Every entry must be output exactly as it was written.
=== RECORDS TO USE ===
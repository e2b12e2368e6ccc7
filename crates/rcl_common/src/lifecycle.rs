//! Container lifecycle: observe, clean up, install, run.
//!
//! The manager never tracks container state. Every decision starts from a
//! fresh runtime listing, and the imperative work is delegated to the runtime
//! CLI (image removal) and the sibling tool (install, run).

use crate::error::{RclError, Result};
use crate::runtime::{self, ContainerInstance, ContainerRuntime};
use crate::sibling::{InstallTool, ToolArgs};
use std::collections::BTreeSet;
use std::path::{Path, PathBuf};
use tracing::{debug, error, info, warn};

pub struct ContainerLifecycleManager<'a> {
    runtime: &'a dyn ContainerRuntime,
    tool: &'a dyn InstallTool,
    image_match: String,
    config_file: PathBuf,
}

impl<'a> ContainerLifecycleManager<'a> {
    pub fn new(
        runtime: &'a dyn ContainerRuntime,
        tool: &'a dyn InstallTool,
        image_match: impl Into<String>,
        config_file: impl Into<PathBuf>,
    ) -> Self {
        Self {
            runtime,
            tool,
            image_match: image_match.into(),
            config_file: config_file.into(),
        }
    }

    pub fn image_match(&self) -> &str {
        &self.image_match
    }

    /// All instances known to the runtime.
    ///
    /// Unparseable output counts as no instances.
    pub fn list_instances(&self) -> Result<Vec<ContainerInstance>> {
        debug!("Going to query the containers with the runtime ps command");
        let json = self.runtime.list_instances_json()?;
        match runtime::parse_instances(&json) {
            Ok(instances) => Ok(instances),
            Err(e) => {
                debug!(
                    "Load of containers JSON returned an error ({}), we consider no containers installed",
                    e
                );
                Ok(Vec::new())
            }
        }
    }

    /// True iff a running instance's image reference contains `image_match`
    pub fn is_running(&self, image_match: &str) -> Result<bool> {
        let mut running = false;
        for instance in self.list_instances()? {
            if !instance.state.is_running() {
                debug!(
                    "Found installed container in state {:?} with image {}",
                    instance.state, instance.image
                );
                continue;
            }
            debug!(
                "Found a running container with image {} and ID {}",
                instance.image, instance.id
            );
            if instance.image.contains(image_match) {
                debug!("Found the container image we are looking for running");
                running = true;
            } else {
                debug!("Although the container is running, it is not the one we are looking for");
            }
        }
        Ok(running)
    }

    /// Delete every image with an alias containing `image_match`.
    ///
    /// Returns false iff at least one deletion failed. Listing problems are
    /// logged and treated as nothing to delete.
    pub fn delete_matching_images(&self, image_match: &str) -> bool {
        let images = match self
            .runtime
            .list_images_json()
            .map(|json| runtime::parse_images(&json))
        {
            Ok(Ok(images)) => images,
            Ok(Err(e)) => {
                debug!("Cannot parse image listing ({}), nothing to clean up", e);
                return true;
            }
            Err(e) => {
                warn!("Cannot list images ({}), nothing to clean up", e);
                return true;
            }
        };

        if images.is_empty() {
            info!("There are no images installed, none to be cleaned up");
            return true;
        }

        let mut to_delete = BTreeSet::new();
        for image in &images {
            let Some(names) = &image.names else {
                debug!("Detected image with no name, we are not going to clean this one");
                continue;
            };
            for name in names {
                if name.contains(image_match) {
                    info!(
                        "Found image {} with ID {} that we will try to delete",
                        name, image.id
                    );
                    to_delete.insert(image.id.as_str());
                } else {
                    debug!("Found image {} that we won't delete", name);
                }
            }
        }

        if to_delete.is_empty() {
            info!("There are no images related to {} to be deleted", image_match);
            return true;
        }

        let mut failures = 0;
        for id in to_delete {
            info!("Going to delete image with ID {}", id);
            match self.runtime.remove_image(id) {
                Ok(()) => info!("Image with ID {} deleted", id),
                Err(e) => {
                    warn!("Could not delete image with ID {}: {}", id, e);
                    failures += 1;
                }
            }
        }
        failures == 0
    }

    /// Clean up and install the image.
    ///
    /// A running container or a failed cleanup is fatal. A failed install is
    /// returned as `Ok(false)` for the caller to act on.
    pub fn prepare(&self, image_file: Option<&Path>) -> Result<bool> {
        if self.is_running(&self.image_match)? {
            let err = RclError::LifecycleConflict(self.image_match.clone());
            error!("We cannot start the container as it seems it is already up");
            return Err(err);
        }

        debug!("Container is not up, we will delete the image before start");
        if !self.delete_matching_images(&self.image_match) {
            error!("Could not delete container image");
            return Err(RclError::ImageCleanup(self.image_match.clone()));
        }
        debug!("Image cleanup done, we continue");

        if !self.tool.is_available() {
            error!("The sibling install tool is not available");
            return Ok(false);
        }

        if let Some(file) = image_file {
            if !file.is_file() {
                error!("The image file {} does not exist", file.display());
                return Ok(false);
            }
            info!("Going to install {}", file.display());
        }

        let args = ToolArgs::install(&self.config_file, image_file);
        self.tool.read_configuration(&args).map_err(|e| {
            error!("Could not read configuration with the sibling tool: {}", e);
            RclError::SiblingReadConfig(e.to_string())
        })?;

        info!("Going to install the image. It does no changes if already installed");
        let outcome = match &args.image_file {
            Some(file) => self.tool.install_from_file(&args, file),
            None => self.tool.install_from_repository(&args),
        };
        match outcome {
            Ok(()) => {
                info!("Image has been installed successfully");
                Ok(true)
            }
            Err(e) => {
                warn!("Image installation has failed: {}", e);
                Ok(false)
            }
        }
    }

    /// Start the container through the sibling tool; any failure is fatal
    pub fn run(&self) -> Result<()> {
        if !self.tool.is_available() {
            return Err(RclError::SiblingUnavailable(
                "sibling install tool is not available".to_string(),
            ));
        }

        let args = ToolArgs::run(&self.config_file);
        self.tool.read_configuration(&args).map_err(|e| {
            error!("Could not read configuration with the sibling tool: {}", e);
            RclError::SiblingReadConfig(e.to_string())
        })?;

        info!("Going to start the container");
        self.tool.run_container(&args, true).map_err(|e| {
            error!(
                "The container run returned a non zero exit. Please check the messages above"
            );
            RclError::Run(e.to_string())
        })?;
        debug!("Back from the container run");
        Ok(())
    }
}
===
ANSWER SPACE
repository e2b12e2368e6ccc7
filename crates/rcl_common/src/lifecycle.rs
//! Container lifecycle: observe, clean up, install, run.
//!
//! The manager never tracks container state. Every decision starts from a
//! fresh runtime listing, and the imperative work is delegated to the runtime
//! CLI (image removal) and the sibling tool (install, run).

use crate::error::{RclError, Result};
use crate::runtime::{self, ContainerInstance, ContainerRuntime};
use crate::sibling::{InstallTool, ToolArgs};
use std::collections::BTreeSet;
use std::path::{Path, PathBuf};
use tracing::{debug, error, info, warn};

pub struct ContainerLifecycleManager<'a> {
    runtime: &'a dyn ContainerRuntime,
    tool: &'a dyn InstallTool,
    image_match: String,
    config_file: PathBuf,
}

impl<'a> ContainerLifecycleManager<'a> {
    pub fn new(
        runtime: &'a dyn ContainerRuntime,
        tool: &'a dyn InstallTool,
        image_match: impl Into<String>,
        config_file: impl Into<PathBuf>,
    ) -> Self {
        Self {
            runtime,
            tool,
            image_match: image_match.into(),
            config_file: config_file.into(),
        }
    }

    pub fn image_match(&self) -> &str {
        &self.image_match
    }

    /// All instances known to the runtime.
    ///
    /// Unparseable output counts as no instances.
    pub fn list_instances(&self) -> Result<Vec<ContainerInstance>> {
        debug!("Going to query the containers with the runtime ps command");
        let json = self.runtime.list_instances_json()?;
        match runtime::parse_instances(&json) {
            Ok(instances) => Ok(instances),
            Err(e) => {
                debug!(
                    "Load of containers JSON returned an error ({}), we consider no containers installed",
                    e
                );
                Ok(Vec::new())
            }
        }
    }

    /// True iff a running instance's image reference contains `image_match`
    pub fn is_running(&self, image_match: &str) -> Result<bool> {
        let mut running = false;
        for instance in self.list_instances()? {
            if !instance.state.is_running() {
                debug!(
                    "Found installed container in state {:?} with image {}",
                    instance.state, instance.image
                );
                continue;
            }
            debug!(
                "Found a running container with image {} and ID {}",
                instance.image, instance.id
            );
            if instance.image.contains(image_match) {
                debug!("Found the container image we are looking for running");
                running = true;
            } else {
                debug!("Although the container is running, it is not the one we are looking for");
            }
        }
        Ok(running)
    }

    /// Delete every image with an alias containing `image_match`.
    ///
    /// Returns false iff at least one deletion failed. Listing problems are
    /// logged and treated as nothing to delete.
    pub fn delete_matching_images(&self, image_match: &str) -> bool {
        let images = match self
            .runtime
            .list_images_json()
            .map(|json| runtime::parse_images(&json))
        {
            Ok(Ok(images)) => images,
            Ok(Err(e)) => {
                debug!("Cannot parse image listing ({}), nothing to clean up", e);
                return true;
            }
            Err(e) => {
                warn!("Cannot list images ({}), nothing to clean up", e);
                return true;
            }
        };

        if images.is_empty() {
            info!("There are no images installed, none to be cleaned up");
            return true;
        }

        let mut to_delete = BTreeSet::new();
        for image in &images {
            let Some(names) = &image.names else {
                debug!("Detected image with no name, we are not going to clean this one");
                continue;
            };
            for name in names {
                if name.contains(image_match) {
                    info!(
                        "Found image {} with ID {} that we will try to delete",
                        name, image.id
                    );
                    to_delete.insert(image.id.as_str());
                } else {
                    debug!("Found image {} that we won't delete", name);
                }
            }
        }

        if to_delete.is_empty() {
            info!("There are no images related to {} to be deleted", image_match);
            return true;
        }

        let mut failures = 0;
        for id in to_delete {
            info!("Going to delete image with ID {}", id);
            match self.runtime.remove_image(id) {
                Ok(()) => info!("Image with ID {} deleted", id),
                Err(e) => {
                    warn!("Could not delete image with ID {}: {}", id, e);
                    failures += 1;
                }
            }
        }
        failures == 0
    }

    /// Clean up and install the image.
    ///
    /// A running container or a failed cleanup is fatal. A failed install is
    /// returned as `Ok(false)` for the caller to act on.
    pub fn prepare(&self, image_file: Option<&Path>) -> Result<bool> {
        if self.is_running(&self.image_match)? {
            let err = RclError::LifecycleConflict(self.image_match.clone());
            error!("We cannot start the container as it seems it is already up");
            return Err(err);
        }

        debug!("Container is not up, we will delete the image before start");
        if !self.delete_matching_images(&self.image_match) {
            error!("Could not delete container image");
            return Err(RclError::ImageCleanup(self.image_match.clone()));
        }
        debug!("Image cleanup done, we continue");

        if !self.tool.is_available() {
            error!("The sibling install tool is not available");
            return Ok(false);
        }

        if let Some(file) = image_file {
            if !file.is_file() {
                error!("The image file {} does not exist", file.display());
                return Ok(false);
            }
            info!("Going to install {}", file.display());
        }

        let args = ToolArgs::install(&self.config_file, image_file);
        self.tool.read_configuration(&args).map_err(|e| {
            error!("Could not read configuration with the sibling tool: {}", e);
            RclError::SiblingReadConfig(e.to_string())
        })?;

        info!("Going to install the image. It does no changes if already installed");
        let outcome = match &args.image_file {
            Some(file) => self.tool.install_from_file(&args, file),
            None => self.tool.install_from_repository(&args),
        };
        match outcome {
            Ok(()) => {
                info!("Image has been installed successfully");
                Ok(true)
            }
            Err(e) => {
                warn!("Image installation has failed: {}", e);
                Ok(false)
            }
        }
    }

    /// Start the container through the sibling tool; any failure is fatal
    pub fn run(&self) -> Result<()> {
        if !self.tool.is_available() {
            return Err(RclError::SiblingUnavailable(
                "sibling install tool is not available".to_string(),
            ));
        }

        let args = ToolArgs::run(&self.config_file);
        self.tool.read_configuration(&args).map_err(|e| {
            error!("Could not read configuration with the sibling tool: {}", e);
            RclError::SiblingReadConfig(e.to_string())
        })?;

        info!("Going to start the container");
        self.tool.run_container(&args, true).map_err(|e| {
            error!(
                "The container run returned a non zero exit. Please check the messages above"
            );
            RclError::Run(e.to_string())
        })?;
        debug!("Back from the container run");
        Ok(())
    }
}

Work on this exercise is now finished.